Para dar uma ideia da velocidade da pandemia, em março, a Santa Casa de São Paulo atendeu 404 pessoas com suspeita de coronavírus; em abril, o número de suspeitos atendidos chegou a 1800 e continua subindo. Além disso, nos dois meses analisados, faleceram 82 pessoas apenas no Hospital Central.

Os números do coronavírus aparecem duas semanas depois do fato. Assim, as pessoas saírem para as ruas agora vai impactar negativamente a evolução da doença daqui a duas semanas. Da mesma forma que o aumento do isolamento social também terá impacto positivo depois de duas semanas.

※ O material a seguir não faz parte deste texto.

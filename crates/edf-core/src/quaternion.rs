use std::ops::Mul;

use rand::Rng;
use serde::{Deserialize, Serialize};

use crate::constants::{EPSILON, SMALL_ANGLE_THRESHOLD};
use crate::error::{EdfError, Result};

/// Quaternion stored real part first, `[w, x, y, z]`.
///
/// Rotations are carried as unit quaternions. `new` does not normalize, so
/// intermediate sums (`q + dq`) can be formed and then passed through
/// [`Quaternion::try_normalize`], which is where degeneracy is detected.
#[derive(Clone, Copy, Debug, Serialize, Deserialize)]
pub struct Quaternion {
    pub w: f64,
    pub x: f64,
    pub y: f64,
    pub z: f64,
}

impl PartialEq for Quaternion {
    fn eq(&self, other: &Self) -> bool {
        (self.w - other.w).abs() < EPSILON
            && (self.x - other.x).abs() < EPSILON
            && (self.y - other.y).abs() < EPSILON
            && (self.z - other.z).abs() < EPSILON
    }
}

impl Quaternion {
    pub const fn new(w: f64, x: f64, y: f64, z: f64) -> Self {
        Self { w, x, y, z }
    }

    /// Identity quaternion (1, 0, 0, 0).
    pub const fn identity() -> Self {
        Self {
            w: 1.0,
            x: 0.0,
            y: 0.0,
            z: 0.0,
        }
    }

    pub fn norm(self) -> f64 {
        self.dot(self).sqrt()
    }

    /// Normalize to unit length.
    ///
    /// Fails with `DegenerateQuaternion` when the norm is zero (below
    /// `EPSILON`) or not finite.
    pub fn try_normalize(self) -> Result<Self> {
        let norm = self.norm();
        if !norm.is_finite() || norm < EPSILON {
            return Err(EdfError::DegenerateQuaternion { norm });
        }
        Ok(Self {
            w: self.w / norm,
            x: self.x / norm,
            y: self.y / norm,
            z: self.z / norm,
        })
    }

    /// 4D dot product.
    pub fn dot(self, other: Self) -> f64 {
        self.w * other.w + self.x * other.x + self.y * other.y + self.z * other.z
    }

    pub fn conjugate(self) -> Self {
        Self {
            w: self.w,
            x: -self.x,
            y: -self.y,
            z: -self.z,
        }
    }

    /// Geodesic rotation angle between two unit quaternions. Range: [0, π].
    /// Uses abs(dot) to handle antipodal equivalence.
    pub fn angular_distance(self, other: Self) -> f64 {
        let d = self.dot(other).abs().clamp(-1.0, 1.0);
        2.0 * d.acos()
    }

    /// Rotate a vector: `q v q*` for a unit quaternion.
    pub fn rotate(self, v: [f64; 3]) -> [f64; 3] {
        // t = 2 (u × v); v' = v + w t + u × t
        let u = [self.x, self.y, self.z];
        let t = cross(u, v).map(|c| 2.0 * c);
        let ut = cross(u, t);
        [
            v[0] + self.w * t[0] + ut[0],
            v[1] + self.w * t[1] + ut[1],
            v[2] + self.w * t[2] + ut[2],
        ]
    }

    /// Exponential map from a rotation vector (axis × angle) to a unit quaternion.
    pub fn from_scaled_axis(omega: [f64; 3]) -> Self {
        let theta_sq = dot3(omega, omega);
        if theta_sq < SMALL_ANGLE_THRESHOLD {
            let q = Self {
                w: 1.0,
                x: omega[0] / 2.0,
                y: omega[1] / 2.0,
                z: omega[2] / 2.0,
            };
            let n = q.norm();
            return Self {
                w: q.w / n,
                x: q.x / n,
                y: q.y / n,
                z: q.z / n,
            };
        }
        let theta = theta_sq.sqrt();
        let s = (theta / 2.0).sin() / theta;
        Self {
            w: (theta / 2.0).cos(),
            x: omega[0] * s,
            y: omega[1] * s,
            z: omega[2] * s,
        }
    }

    /// Logarithm map of a unit quaternion to a rotation vector.
    /// Picks the hemisphere with `w >= 0`, so the angle lies in [0, π].
    pub fn to_scaled_axis(self) -> [f64; 3] {
        let q = if self.w < 0.0 { -self } else { self };
        let v = [q.x, q.y, q.z];
        let sin_half = dot3(v, v).sqrt();
        if sin_half * sin_half < SMALL_ANGLE_THRESHOLD {
            return v.map(|c| 2.0 * c);
        }
        let theta = 2.0 * sin_half.atan2(q.w);
        v.map(|c| c * theta / sin_half)
    }

    /// Uniform random quaternion on S³ using Shoemake's method.
    pub fn random(rng: &mut impl Rng) -> Self {
        let s1: f64 = rng.random();
        let t1 = std::f64::consts::TAU * rng.random::<f64>();
        let t2 = std::f64::consts::TAU * rng.random::<f64>();

        let r1 = (1.0 - s1).sqrt();
        let r2 = s1.sqrt();

        Self {
            w: r1 * t1.sin(),
            x: r1 * t1.cos(),
            y: r2 * t2.sin(),
            z: r2 * t2.cos(),
        }
    }

    /// Convert to [w, x, y, z] array for serialization.
    pub fn to_array(self) -> [f64; 4] {
        [self.w, self.x, self.y, self.z]
    }

    /// Create from [w, x, y, z] array, without normalizing.
    pub fn from_array(arr: [f64; 4]) -> Self {
        Self::new(arr[0], arr[1], arr[2], arr[3])
    }
}

impl std::ops::Neg for Quaternion {
    type Output = Self;

    fn neg(self) -> Self {
        Self {
            w: -self.w,
            x: -self.x,
            y: -self.y,
            z: -self.z,
        }
    }
}

/// Hamilton product (quaternion multiplication).
impl Mul for Quaternion {
    type Output = Self;

    fn mul(self, rhs: Self) -> Self {
        Self {
            w: self.w * rhs.w - self.x * rhs.x - self.y * rhs.y - self.z * rhs.z,
            x: self.w * rhs.x + self.x * rhs.w + self.y * rhs.z - self.z * rhs.y,
            y: self.w * rhs.y - self.x * rhs.z + self.y * rhs.w + self.z * rhs.x,
            z: self.w * rhs.z + self.x * rhs.y - self.y * rhs.x + self.z * rhs.w,
        }
    }
}

pub(crate) fn dot3(a: [f64; 3], b: [f64; 3]) -> f64 {
    a[0] * b[0] + a[1] * b[1] + a[2] * b[2]
}

pub(crate) fn cross(a: [f64; 3], b: [f64; 3]) -> [f64; 3] {
    [
        a[1] * b[2] - a[2] * b[1],
        a[2] * b[0] - a[0] * b[2],
        a[0] * b[1] - a[1] * b[0],
    ]
}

Como as pessoas já estão nas ruas há algum tempo, da próxima semana em diante todos os números referentes à pandemia deverão ser piores. E a tendência é que prossigam assim por todo o mês de maio e pelo menos por boa parte de junho.

Nos próximos sessenta dias o Brasil tem tudo para se transformar num campeão de mortes pela covid19, deixando inclusive Itália e Espanha para trás. Enquanto o mundo fala em isolamento, aqui o Presidente da República dá o exemplo contrário e vai para as ruas sem máscara de proteção e sem tomar qualquer cuidado com o distanciamento pessoal, para cumprimentar meia dúzia de eleitores sem noção, que, sabe Deus porquê, acham que o Brasil é diferente e que o vírus é nosso amigo.

Tanto faz as imagens dramáticas mostradas pela televisão, é como se elas acontecessem em outro país e que aqui fosse festa. Os mortos no chão dos hospitais, os enterros coletivos e outras cenas tristes da realidade de Manaus não comovem as pessoas. É como se com elas não pudesse acontecer nada. Enquanto isso, as periferias bombam com bailes funks, comércio aberto, gente nas ruas e nos botequins, batendo papo e bebendo cerveja como se fosse dia de final de copa do mundo.

Como os hospitais públicos estão sobrecarregados, as autoridades começam a requisitar vagas na rede particular. Com o aumento da pandemia, os titulares de planos de saúde privados voltarão a ser atingidos e o número de infectados vai subir. É aí que mora o problema. Com a rede privada obrigada a ceder leitos para os pacientes do SUS, com plano de saúde privado ou sem plano de saúde privado, as pessoas terão dificuldades para conseguir vagas na rede hospitalar brasileira e as mortes em casa começarão a ser rotina.

Nesta conta perdem todos: o SUS, os planos de saúde privados, mas principalmente a população brasileira, que contará seus mortos aos milhares.